Provenance
Private Collection, Alberta
Christopher Varley Art Dealer Inc., Toronto
Private Collection, USA
Literature
Maria Tippett, Emily Carr: A Biography, Markham, Ontario, 1982, pages 167, 186-88, and 226-30
Doris Shadbolt, The Art of Emily Carr, Toronto, 1979, page 112
Emily Carr, Hundreds and Thousands: The Journals of Emily Carr, Toronto, 1966, pages 132-33
One of Canada’s most iconic and influential artists, Emily Carr is celebrated for her landscape compositions that represent a personal interpretation and spiritual connection with British Columbian terrain. “Untitled (Strait of Juan de Fuca from the Gravel Pit)” showcases her success in her new oil on paper medium of the 1930s, which Carr believed helped her achieve a unity with God, nature, and painting.
Emily Carr embarked on a noteworthy trip to Eastern Canada in 1927. First she visited Ottawa, to see her paintings included in the Exhibition of Canadian West Coast Art, followed by Toronto, where she met members of the Group of Seven and began what would become a lifelong correspondence with Lawren Harris. The main theme of her work at the time was Indigenous villages and the nature that surrounded them. Carr followed Harris’ suggestion in 1929 to abandon this subject matter to express the spirit of British Columbia in its exotic forests and shoreline landscapes.

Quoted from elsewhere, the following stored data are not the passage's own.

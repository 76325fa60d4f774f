//! Template-driven diagram output using minijinja
//!
//! The renderer hands the namespace tree and the relationship lists to a
//! Jinja template. Every value in those lists is an object with a
//! `render()` method and a few read-only attributes.

use std::collections::BTreeMap;
use std::fmt;
use std::fs;
use std::path::{Path, PathBuf};
use std::sync::Arc;

use minijinja::value::{Object, Value};
use minijinja::{context, Environment, Error, ErrorKind, State};
use tracing::{debug, trace};

use crate::core::{DiagramError, Render, Result};

use super::entity::Entity;
use super::namespace::{NamespaceItem, NamespaceNode};
use super::relationship::Relationship;

/// Name of the built-in template
pub const DEFAULT_TEMPLATE_NAME: &str = "default.puml";

const DEFAULT_TEMPLATE: &str = include_str!("../../templates/default.puml");

/// Everything a template receives
#[derive(Debug)]
pub struct RenderContext<'a> {
    pub objects: &'a [NamespaceItem<'a>],
    pub inheritance_list: &'a [Relationship],
    pub aggregation_list: &'a [Relationship],
    pub dependency_list: &'a [Relationship],
    pub nesting_list: &'a [Relationship],
    pub flag_dep: bool,
}

/// Template environment with an optional override directory
#[derive(Debug)]
pub struct TemplateRenderer {
    env: Environment<'static>,
    template_name: String,
}

impl TemplateRenderer {
    /// Renderer for the built-in template
    pub fn new() -> Self {
        Self::build(None, DEFAULT_TEMPLATE_NAME.to_string())
    }

    /// Renderer for a template file
    ///
    /// The file's directory is searched before the built-in templates, so
    /// the file may `{% extends "default.puml" %}` and override its blocks.
    pub fn with_template_file(path: &Path) -> Result<Self> {
        let name = path
            .file_name()
            .and_then(|n| n.to_str())
            .ok_or_else(|| DiagramError::template_not_found(path.display().to_string()))?;
        let dir = match path.parent() {
            Some(parent) if !parent.as_os_str().is_empty() => parent.to_path_buf(),
            _ => PathBuf::from("."),
        };
        Ok(Self::build(Some(dir), name.to_string()))
    }

    fn build(override_dir: Option<PathBuf>, template_name: String) -> Self {
        let mut env = Environment::new();
        env.set_trim_blocks(true);
        env.set_lstrip_blocks(true);
        env.set_keep_trailing_newline(true);
        env.set_loader(move |name| load_template(override_dir.as_deref(), name));
        Self { env, template_name }
    }

    pub fn template_name(&self) -> &str {
        &self.template_name
    }

    /// Render the diagram text
    pub fn render(&self, input: &RenderContext<'_>) -> Result<String> {
        let template = self.env.get_template(&self.template_name).map_err(|err| {
            if err.kind() == ErrorKind::TemplateNotFound {
                DiagramError::template_not_found(self.template_name.as_str())
            } else {
                DiagramError::from(err)
            }
        })?;
        debug!(template = %self.template_name, "Loaded template");

        let ctx = context! {
            objects => input.objects.iter().map(item_value).collect::<Vec<_>>(),
            inheritance_list => relationship_values(input.inheritance_list),
            aggregation_list => relationship_values(input.aggregation_list),
            dependency_list => relationship_values(input.dependency_list),
            nesting_list => relationship_values(input.nesting_list),
            flag_dep => input.flag_dep,
        };
        Ok(template.render(ctx)?)
    }
}

impl Default for TemplateRenderer {
    fn default() -> Self {
        Self::new()
    }
}

/// Search the override directory, then the built-in templates
fn load_template(override_dir: Option<&Path>, name: &str) -> std::result::Result<Option<String>, Error> {
    if let Some(dir) = override_dir {
        let candidate = dir.join(name);
        if candidate.is_file() {
            trace!(path = %candidate.display(), "Loading template from override directory");
            return fs::read_to_string(&candidate).map(Some).map_err(|err| {
                Error::new(
                    ErrorKind::InvalidOperation,
                    format!("could not read template {}", candidate.display()),
                )
                .with_source(err)
            });
        }
    }
    Ok((name == DEFAULT_TEMPLATE_NAME).then(|| DEFAULT_TEMPLATE.to_string()))
}

/// A rendered diagram element as seen from a template
#[derive(Debug)]
struct TemplateObject {
    rendered: String,
    attributes: BTreeMap<&'static str, Value>,
}

impl Object for TemplateObject {
    fn get_value(self: &Arc<Self>, key: &Value) -> Option<Value> {
        self.attributes.get(key.as_str()?).cloned()
    }

    fn call_method(
        self: &Arc<Self>,
        _state: &State<'_, '_>,
        method: &str,
        args: &[Value],
    ) -> std::result::Result<Value, Error> {
        match method {
            "render" if args.is_empty() => Ok(Value::from(self.rendered.clone())),
            "render" => Err(Error::new(
                ErrorKind::TooManyArguments,
                "render() takes no arguments",
            )),
            _ => Err(Error::new(
                ErrorKind::UnknownMethod,
                format!("diagram object has no method named {}", method),
            )),
        }
    }

    fn render(self: &Arc<Self>, f: &mut fmt::Formatter<'_>) -> fmt::Result {
        f.write_str(&self.rendered)
    }
}

fn object_value(rendered: String, attributes: BTreeMap<&'static str, Value>) -> Value {
    Value::from_object(TemplateObject {
        rendered,
        attributes,
    })
}

fn optional(value: Option<&str>) -> Value {
    value.map_or(Value::from(()), Value::from)
}

fn entity_value(entity: &Entity) -> Value {
    let mut attributes = BTreeMap::new();
    attributes.insert("name", Value::from(entity.name()));
    attributes.insert("kind", Value::from(entity.kind().as_str()));
    attributes.insert("namespace", Value::from(entity.namespace()));
    attributes.insert("parent", optional(entity.parent_name()));
    if let Some(class) = entity.as_class() {
        attributes.insert("abstract", Value::from(class.is_abstract));
        attributes.insert("template", optional(class.template.as_deref()));
    }
    let members: Vec<Value> = entity
        .members()
        .iter()
        .map(|m| Value::from(m.render()))
        .collect();
    attributes.insert("members", Value::from(members));
    object_value(entity.render(), attributes)
}

fn namespace_value(node: &NamespaceNode<'_>) -> Value {
    let mut attributes = BTreeMap::new();
    attributes.insert("name", Value::from(node.name()));
    attributes.insert("kind", Value::from("namespace"));
    attributes.insert("namespace", Value::from(node.path.as_str()));
    let items: Vec<Value> = node.items.iter().map(item_value).collect();
    attributes.insert("items", Value::from(items));
    object_value(node.render(), attributes)
}

fn item_value(item: &NamespaceItem<'_>) -> Value {
    match item {
        NamespaceItem::Entity(entity) => entity_value(entity),
        NamespaceItem::Namespace(node) => namespace_value(node),
    }
}

fn relationship_values(list: &[Relationship]) -> Vec<Value> {
    list.iter()
        .map(|rel| {
            let mut attributes = BTreeMap::new();
            attributes.insert("kind", Value::from(rel.kind.as_str()));
            attributes.insert("parent", Value::from(rel.parent.name.as_str()));
            attributes.insert("child", Value::from(rel.child.name.as_str()));
            attributes.insert("parent_namespace", Value::from(rel.parent.namespace.as_str()));
            attributes.insert("child_namespace", Value::from(rel.child.namespace.as_str()));
            attributes.insert("count", Value::from(rel.count));
            object_value(rel.render(), attributes)
        })
        .collect()
}
#[cfg(test)]
mod tests {
    use super::*;
    use crate::core::Render;

    fn diagram(source: &str) -> Diagram {
        let mut diagram = Diagram::new();
        diagram.create_from_string(source).unwrap();
        diagram
    }

    fn rendered(list: &[Relationship]) -> Vec<String> {
        list.iter().map(Render::render).collect()
    }

    #[test]
    fn test_inheritance() {
        let d = diagram("class A{}; class B : A{};");
        assert_eq!(rendered(d.inheritance_list()), vec!["A <|-- B\n"]);
    }

    #[test]
    fn test_unknown_base_is_skipped() {
        let d = diagram("class B : public External {};");
        assert!(d.inheritance_list().is_empty());
        assert_eq!(d.entities().len(), 1);
    }

    #[test]
    fn test_qualified_base_resolves() {
        let d = diagram(
            "namespace ns { class Base {}; }\nclass Derived : public ns::Base {};",
        );
        assert_eq!(rendered(d.inheritance_list()), vec!["ns.Base <|-- Derived\n"]);
    }

    #[test]
    fn test_composition_owner_on_the_left() {
        let d = diagram("class B{}; class A{B obj;};");
        assert_eq!(rendered(d.aggregation_list()), vec!["A *-- B\n"]);
    }

    #[test]
    fn test_aggregation_counts_per_variable() {
        let d = diagram("class T {};\nclass Owner {\n  T* a;\n  T* b;\n  T c;\n};");
        assert_eq!(
            rendered(d.aggregation_list()),
            vec!["Owner \"2\" o-- T\n", "Owner *-- T\n"]
        );
    }

    #[test]
    fn test_whole_word_type_match() {
        let d = diagram("class Foo {};\nclass Bar { FooBar x; Foo* y; };");
        assert_eq!(rendered(d.aggregation_list()), vec!["Bar o-- Foo\n"]);
    }

    #[test]
    fn test_dependency_is_off_by_default() {
        let d = diagram("class A {};\nclass B { public: void use(A a); };");
        assert!(d.dependency_list().is_empty());
    }

    #[test]
    fn test_dependency_when_enabled() {
        let mut d = Diagram::with_config(DiagramConfig::default().with_dependency(true));
        d.create_from_string("class A {};\nclass B { public: void use(const A& a); void self(B* b); };")
            .unwrap();
        assert_eq!(rendered(d.dependency_list()), vec!["A <.. B\n"]);
    }

    #[test]
    fn test_nesting() {
        let d = diagram("class Outer {\npublic:\n  struct Inner { int x; };\n  enum Mode { ON, OFF };\n};");
        assert_eq!(
            rendered(d.nesting_list()),
            vec!["Outer +-- Outer::Inner\n", "Outer +-- Outer::Mode\n"]
        );
    }

    #[test]
    fn test_nested_enum_follows_its_class() {
        let mut d = Diagram::new();
        d.add_from_string("class Outer { enum Mode { ON }; };\nenum Top { X };").unwrap();
        let names: Vec<_> = d.entities().iter().map(Entity::name).collect();
        assert_eq!(names, vec!["Outer", "Outer::Mode", "Top"]);
    }

    #[test]
    fn test_add_does_not_build_relationships() {
        let mut d = Diagram::new();
        d.add_from_string("class A{}; class B : A{};").unwrap();
        assert!(d.inheritance_list().is_empty());
        d.build_relationship_lists();
        assert_eq!(d.inheritance_list().len(), 1);
    }

    #[test]
    fn test_create_clears_previous_content() {
        let mut d = diagram("class A {};");
        d.create_from_string("class B {};").unwrap();
        let names: Vec<_> = d.entities().iter().map(Entity::name).collect();
        assert_eq!(names, vec!["B"]);
    }

    #[test]
    fn test_sort_orders_by_kind_then_name() {
        let d = diagram("struct S {};\nenum E { V };\nclass B {};\nclass A {};");
        let names: Vec<_> = d.entities().iter().map(Entity::name).collect();
        assert_eq!(names, vec!["A", "B", "E", "S"]);
    }

    #[test]
    fn test_same_name_prefers_enclosing_namespace() {
        let d = diagram("class T {};\nnamespace a {\nclass T {};\nclass D : public T { T value; };\n}");
        assert_eq!(rendered(d.inheritance_list()), vec!["a.T <|-- a.D\n"]);
        assert_eq!(rendered(d.aggregation_list()), vec!["a.D *-- a.T\n"]);
    }

    #[test]
    fn test_same_name_resolution_ignores_ingestion_order() {
        let first = "namespace a { class T {}; }";
        let second = "namespace b { class T {}; }";
        let user = "class U { a::T x; };\nclass D : public T {};";

        let mut forward = Diagram::new();
        forward.create_from_string_list(&[first, second, user]).unwrap();
        let mut backward = Diagram::new();
        backward.create_from_string_list(&[second, first, user]).unwrap();

        for d in [&forward, &backward] {
            assert_eq!(rendered(d.inheritance_list()), vec!["a.T <|-- D\n"]);
            assert_eq!(rendered(d.aggregation_list()), vec!["U *-- a.T\n"]);
        }
        assert_eq!(forward.render().unwrap(), backward.render().unwrap());
    }

    #[test]
    fn test_dependency_prefers_spelled_out_namespace() {
        let mut d = Diagram::with_config(DiagramConfig::default().with_dependency(true));
        d.create_from_string(
            "class Key {};\nnamespace db { class Key {}; }\nclass Store { public: void Put(db::Key k); void Get(Key k); };",
        )
        .unwrap();
        assert_eq!(
            rendered(d.dependency_list()),
            vec!["Key <.. Store\n", "db.Key <.. Store\n"]
        );
    }

    #[test]
    fn test_scope_distance() {
        assert_eq!(scope_distance("", ""), 0);
        assert_eq!(scope_distance("a", "a"), 0);
        assert_eq!(scope_distance("a", "a::b"), 1);
        assert_eq!(scope_distance("", "a::b"), 2);
        assert_eq!(scope_distance("a", "ab::c"), usize::MAX);
        assert_eq!(scope_distance("b", "a"), usize::MAX);
    }

    #[test]
    fn test_clear() {
        let mut d = diagram("class A{}; class B : A{};");
        d.clear();
        assert!(d.entities().is_empty());
        assert!(d.inheritance_list().is_empty());
    }

    #[test]
    fn test_render_is_repeatable() {
        let d = diagram("namespace ns { class A { int x; }; }\nclass B : public ns::A {};");
        let first = d.render().unwrap();
        assert_eq!(first, d.render().unwrap());
        assert!(first.contains("namespace ns {\n\tclass A {\n\t\t-x : int\n\t}\n}\n"));
    }

    #[test]
    fn test_parse_error_propagates() {
        let mut d = Diagram::new();
        let result = d.create_from_string("class A {");
        assert!(matches!(result, Err(crate::core::DiagramError::ParseError { .. })));
    }
}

In the following decade, Carr set out on many sketching trips in the woods, seeking to reach a level of consciousness where she was at one with God and nature. The artist became increasingly spiritual in the 1930s, which influenced her stylistic interpretation of the landscape. She deepened her relationship with God through nature, which enabled her to create art through his inspiration. The artist experimented with a variety of philosophies and religions during these years, including the ‘Theosophy’ preferred by Harris, though never officially aligned with a particular movement.
“Untitled (Strait of Juan de Fuca from the Gravel Pit)” was painted during one of Carr’s many ‘spiritual’ sketching excursions throughout British Columbia. In the sweeping strokes of the sky and water in this oil on paper work, Carr renders the composition with emotion and energy, and a more personal vision. In the early 1930s, the artist made a significant change in her sketching method by adopting the new medium of oil on paper. Carr sought to combine the spontaneity of watercolour sketching with the intensity of oil pigments, and she found this to be possible by diluting oil paint with generous amounts of turpentine and applying the mixture to Manila paper. She was able to attain the structure of oil paint with this medium as well as the delicacy of watercolour. It also dried immediately, was easy to layer pigments, and retained its colour intensity - all providing additional convenience. Carr was excited by this discovery; she described the new medium in a letter to Eric Brown, who had mistaken one of the sketches for a watercolour: “it is a kind of sketchy medium I have used for the last three or four years. Oil paint thinned with gasoline on paper... it is inexpensive, light to carry and allows great freedom of thought and action. Woods and skies out west are big. You can’t squeeze them down.”
Carr’s oil on paper works, such as “Untitled (Strait of Juan de Fuca from the Gravel Pit)” constitute a significant portion of her work from 1932 onward. This painting exemplifies the freshness that Carr was able to obtain in this new medium of painting en plein air. The Strait of Juan de Fuca is a 154 kilometre-long waterway that serves as the Salish Sea’s outlet to the Pacific Ocean, as well as the international boundary between Canada and the United States. It was named after the Greek navigator Juan de Fuca who sailed in a Spanish expedition in 1592 to seek the semi-mythical Strait of Anián. The strait’s northern boundary follows the shoreline of Vancouver Island, where Carr would have been stationed to paint this composition.
Emily Carr continued to exhibit with the local art societies in Victoria and Vancouver throughout the 1930s, and received many laudatory reviews of her preferred new medium. Lawren Harris praised her oil on paper works and her increasingly expressive and reductive style. He encouraged Carr to pursue the approach further into complete abstraction, but she replied in a letter that doing this would cause her to lose touch with nature. Carr maintained a lifelong dedication to expressing the spirit and sublime nature of British Columbia.